------ EXTRACTED MATERIAL ------

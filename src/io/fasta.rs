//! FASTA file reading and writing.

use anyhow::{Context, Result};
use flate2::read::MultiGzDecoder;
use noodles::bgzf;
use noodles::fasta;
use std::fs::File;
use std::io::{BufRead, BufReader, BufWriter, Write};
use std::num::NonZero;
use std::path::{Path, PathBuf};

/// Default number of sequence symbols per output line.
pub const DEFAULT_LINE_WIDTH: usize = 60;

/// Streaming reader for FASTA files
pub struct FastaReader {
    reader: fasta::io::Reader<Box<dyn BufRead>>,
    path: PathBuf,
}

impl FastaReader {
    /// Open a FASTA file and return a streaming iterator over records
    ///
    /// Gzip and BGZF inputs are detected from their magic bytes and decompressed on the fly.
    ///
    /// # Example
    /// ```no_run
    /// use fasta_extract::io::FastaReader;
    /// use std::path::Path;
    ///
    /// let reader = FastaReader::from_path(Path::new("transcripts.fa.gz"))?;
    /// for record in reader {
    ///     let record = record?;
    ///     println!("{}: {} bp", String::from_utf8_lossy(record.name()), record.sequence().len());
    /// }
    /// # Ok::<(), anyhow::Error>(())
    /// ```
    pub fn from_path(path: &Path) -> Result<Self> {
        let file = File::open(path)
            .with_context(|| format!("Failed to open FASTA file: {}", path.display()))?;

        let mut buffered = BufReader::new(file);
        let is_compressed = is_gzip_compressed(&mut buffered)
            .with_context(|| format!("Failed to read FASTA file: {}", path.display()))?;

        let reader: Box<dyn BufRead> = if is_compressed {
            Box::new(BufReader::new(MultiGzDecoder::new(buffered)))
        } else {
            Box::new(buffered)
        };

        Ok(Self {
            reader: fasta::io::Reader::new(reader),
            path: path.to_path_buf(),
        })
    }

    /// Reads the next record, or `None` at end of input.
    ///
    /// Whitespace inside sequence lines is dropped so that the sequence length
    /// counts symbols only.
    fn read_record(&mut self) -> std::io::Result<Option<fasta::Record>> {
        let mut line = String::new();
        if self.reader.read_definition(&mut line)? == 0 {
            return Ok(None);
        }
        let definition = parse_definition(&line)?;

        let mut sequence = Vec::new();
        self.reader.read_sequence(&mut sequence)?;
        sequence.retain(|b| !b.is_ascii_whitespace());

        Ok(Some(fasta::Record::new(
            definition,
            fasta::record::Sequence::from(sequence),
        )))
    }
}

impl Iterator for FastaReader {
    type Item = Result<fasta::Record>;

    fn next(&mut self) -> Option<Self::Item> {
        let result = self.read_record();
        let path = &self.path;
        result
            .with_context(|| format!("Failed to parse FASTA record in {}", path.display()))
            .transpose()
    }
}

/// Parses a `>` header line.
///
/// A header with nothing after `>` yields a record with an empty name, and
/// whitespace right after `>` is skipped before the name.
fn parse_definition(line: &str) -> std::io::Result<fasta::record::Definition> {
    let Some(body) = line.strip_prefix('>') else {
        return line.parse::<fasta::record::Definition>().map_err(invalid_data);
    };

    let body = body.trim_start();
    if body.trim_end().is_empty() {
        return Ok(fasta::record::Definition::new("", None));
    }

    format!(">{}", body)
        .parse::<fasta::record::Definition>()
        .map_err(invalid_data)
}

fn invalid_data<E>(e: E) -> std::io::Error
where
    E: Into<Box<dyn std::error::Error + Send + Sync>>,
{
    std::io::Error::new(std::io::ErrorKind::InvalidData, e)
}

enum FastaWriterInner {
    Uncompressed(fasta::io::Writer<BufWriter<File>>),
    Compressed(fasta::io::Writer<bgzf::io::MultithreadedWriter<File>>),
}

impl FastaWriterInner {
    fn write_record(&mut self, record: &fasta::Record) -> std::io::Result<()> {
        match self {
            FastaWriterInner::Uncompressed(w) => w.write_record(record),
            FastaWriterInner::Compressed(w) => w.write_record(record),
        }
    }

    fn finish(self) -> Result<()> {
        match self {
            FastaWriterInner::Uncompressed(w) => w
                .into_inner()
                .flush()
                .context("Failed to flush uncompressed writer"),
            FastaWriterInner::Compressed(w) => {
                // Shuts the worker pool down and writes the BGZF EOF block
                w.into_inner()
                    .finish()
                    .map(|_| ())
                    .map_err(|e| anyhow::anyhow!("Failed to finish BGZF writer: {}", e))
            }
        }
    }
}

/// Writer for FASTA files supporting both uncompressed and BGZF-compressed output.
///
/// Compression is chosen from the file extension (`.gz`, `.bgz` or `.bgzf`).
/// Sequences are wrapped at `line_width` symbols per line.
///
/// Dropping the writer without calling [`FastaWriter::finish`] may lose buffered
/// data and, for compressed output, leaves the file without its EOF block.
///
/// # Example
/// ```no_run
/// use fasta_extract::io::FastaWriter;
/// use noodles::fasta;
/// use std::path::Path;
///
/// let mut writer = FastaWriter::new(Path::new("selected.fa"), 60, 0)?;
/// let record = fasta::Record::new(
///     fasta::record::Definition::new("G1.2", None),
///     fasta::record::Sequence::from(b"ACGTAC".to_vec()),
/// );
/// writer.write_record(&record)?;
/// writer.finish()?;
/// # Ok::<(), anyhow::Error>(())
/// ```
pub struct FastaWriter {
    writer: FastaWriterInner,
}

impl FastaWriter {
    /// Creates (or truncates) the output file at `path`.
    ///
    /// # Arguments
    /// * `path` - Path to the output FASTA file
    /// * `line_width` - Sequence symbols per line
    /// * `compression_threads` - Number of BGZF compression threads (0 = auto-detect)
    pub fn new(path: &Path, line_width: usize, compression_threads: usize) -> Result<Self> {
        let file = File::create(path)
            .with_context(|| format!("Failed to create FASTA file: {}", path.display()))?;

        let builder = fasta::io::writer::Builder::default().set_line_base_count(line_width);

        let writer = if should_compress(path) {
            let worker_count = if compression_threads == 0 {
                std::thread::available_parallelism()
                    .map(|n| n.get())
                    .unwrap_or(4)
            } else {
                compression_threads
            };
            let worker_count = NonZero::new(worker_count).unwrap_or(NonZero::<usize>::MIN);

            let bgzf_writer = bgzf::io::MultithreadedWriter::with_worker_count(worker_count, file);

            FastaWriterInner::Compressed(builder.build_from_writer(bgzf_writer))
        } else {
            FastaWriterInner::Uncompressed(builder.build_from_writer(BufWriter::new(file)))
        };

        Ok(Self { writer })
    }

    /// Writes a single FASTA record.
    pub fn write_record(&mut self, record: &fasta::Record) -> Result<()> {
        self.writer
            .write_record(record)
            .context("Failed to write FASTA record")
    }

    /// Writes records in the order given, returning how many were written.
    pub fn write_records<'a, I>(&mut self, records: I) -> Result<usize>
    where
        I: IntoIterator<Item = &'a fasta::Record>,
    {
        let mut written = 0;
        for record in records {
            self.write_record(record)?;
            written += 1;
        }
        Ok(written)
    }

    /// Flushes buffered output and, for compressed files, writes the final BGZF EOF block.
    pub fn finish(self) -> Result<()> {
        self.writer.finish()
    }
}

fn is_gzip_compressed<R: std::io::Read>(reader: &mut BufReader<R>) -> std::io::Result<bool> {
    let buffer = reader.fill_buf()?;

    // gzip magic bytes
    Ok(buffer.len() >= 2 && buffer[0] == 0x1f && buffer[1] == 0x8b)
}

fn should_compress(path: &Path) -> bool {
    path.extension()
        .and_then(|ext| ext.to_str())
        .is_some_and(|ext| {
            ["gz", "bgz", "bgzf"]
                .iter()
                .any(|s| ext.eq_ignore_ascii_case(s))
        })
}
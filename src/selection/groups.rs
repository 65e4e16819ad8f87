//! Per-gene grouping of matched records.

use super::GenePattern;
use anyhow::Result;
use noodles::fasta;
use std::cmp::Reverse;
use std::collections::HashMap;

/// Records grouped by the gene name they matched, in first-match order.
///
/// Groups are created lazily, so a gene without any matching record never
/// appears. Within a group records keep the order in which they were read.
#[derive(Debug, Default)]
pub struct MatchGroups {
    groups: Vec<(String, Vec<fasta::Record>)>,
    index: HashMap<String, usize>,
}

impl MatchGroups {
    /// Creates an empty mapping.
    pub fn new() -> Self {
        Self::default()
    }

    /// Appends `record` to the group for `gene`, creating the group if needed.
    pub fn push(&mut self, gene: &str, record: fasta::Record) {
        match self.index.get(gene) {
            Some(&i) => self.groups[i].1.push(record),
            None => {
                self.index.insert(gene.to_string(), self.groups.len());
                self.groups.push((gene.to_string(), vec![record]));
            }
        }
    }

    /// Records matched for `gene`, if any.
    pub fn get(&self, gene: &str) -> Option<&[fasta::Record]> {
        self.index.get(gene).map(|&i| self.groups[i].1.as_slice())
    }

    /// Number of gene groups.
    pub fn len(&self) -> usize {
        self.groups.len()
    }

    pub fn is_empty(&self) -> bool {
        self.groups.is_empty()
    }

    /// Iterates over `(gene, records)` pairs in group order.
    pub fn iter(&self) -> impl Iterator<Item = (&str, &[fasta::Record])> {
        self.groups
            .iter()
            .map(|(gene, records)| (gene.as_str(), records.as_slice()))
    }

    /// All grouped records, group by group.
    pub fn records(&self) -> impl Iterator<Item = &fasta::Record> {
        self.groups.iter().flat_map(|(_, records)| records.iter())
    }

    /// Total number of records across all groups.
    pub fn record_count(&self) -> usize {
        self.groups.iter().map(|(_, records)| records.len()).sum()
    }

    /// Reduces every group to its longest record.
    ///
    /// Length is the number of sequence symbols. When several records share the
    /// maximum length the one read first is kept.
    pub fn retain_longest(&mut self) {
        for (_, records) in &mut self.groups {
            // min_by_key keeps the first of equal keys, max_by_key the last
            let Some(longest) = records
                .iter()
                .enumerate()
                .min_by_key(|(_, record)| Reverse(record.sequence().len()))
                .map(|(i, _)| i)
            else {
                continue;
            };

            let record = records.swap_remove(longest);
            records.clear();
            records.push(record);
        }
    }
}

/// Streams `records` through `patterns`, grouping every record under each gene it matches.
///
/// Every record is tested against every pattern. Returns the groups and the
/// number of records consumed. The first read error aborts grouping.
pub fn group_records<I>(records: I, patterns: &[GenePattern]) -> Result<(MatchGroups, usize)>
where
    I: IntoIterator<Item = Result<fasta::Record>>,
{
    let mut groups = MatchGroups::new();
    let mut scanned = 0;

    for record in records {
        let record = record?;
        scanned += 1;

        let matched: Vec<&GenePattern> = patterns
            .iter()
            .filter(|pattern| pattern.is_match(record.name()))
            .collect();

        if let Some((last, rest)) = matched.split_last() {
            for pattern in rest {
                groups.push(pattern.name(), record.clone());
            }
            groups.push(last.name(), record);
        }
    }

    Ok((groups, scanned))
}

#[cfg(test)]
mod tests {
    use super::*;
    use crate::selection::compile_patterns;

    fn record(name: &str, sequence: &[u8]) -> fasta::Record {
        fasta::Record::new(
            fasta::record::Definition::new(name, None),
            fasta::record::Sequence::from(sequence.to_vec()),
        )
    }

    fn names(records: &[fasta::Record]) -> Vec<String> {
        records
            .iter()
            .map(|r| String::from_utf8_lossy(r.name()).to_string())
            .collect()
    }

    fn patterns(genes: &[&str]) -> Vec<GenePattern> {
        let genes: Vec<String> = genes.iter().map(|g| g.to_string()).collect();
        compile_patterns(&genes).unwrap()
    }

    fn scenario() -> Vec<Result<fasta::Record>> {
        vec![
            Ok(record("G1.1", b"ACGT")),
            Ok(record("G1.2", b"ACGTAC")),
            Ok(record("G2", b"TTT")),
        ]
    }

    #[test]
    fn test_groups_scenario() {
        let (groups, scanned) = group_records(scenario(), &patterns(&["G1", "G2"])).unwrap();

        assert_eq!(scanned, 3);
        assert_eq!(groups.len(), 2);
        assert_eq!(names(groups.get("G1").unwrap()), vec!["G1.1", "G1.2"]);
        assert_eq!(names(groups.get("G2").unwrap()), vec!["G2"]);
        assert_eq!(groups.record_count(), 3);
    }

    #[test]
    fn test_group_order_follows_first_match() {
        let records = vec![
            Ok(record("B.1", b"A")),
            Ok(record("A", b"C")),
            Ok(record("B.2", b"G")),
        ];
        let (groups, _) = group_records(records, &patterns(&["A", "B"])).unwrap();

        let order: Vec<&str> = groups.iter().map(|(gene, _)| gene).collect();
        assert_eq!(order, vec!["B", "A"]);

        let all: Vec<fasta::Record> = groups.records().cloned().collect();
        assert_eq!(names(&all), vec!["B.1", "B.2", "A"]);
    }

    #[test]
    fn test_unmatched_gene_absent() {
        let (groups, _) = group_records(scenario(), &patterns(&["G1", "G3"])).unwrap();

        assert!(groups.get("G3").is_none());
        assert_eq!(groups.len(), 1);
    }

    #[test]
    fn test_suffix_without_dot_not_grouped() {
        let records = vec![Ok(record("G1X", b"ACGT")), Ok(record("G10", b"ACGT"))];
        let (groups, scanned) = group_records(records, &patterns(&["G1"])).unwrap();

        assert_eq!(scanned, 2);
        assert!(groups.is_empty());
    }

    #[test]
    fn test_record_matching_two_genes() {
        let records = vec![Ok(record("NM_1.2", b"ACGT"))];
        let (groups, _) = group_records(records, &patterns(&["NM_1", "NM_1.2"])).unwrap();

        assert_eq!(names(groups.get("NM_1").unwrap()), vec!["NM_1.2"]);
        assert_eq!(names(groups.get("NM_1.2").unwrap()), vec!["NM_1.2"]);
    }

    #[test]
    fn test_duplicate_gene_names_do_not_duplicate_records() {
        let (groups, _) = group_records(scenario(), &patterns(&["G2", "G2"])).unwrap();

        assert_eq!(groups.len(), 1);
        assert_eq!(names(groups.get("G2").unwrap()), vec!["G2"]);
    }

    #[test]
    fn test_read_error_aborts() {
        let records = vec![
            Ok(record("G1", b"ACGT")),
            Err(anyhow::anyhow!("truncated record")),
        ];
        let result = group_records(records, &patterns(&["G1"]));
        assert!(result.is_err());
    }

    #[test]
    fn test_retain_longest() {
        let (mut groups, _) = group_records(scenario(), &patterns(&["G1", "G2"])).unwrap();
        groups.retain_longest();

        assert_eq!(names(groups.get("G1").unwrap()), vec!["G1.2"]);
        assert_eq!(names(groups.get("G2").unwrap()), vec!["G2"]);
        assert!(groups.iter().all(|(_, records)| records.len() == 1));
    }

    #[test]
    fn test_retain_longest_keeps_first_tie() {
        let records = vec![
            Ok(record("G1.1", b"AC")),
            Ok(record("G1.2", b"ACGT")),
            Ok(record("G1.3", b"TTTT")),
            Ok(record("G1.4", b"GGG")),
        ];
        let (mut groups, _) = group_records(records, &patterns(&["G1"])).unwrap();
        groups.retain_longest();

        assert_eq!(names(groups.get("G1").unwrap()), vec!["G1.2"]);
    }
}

------

_WHAT TO DO_. Your task is to copy each line from the material above that includes the word "buffered".

_YOUR RESPONSE_.
        let mut buffered = BufReader::new(file);
        let is_compressed = is_gzip_compressed(&mut buffered)
            Box::new(BufReader::new(MultiGzDecoder::new(buffered)))
            Box::new(buffered)
/// Dropping the writer without calling [`FastaWriter::finish`] may lose buffered
    /// Flushes buffered output and, for compressed files, writes the final BGZF EOF block.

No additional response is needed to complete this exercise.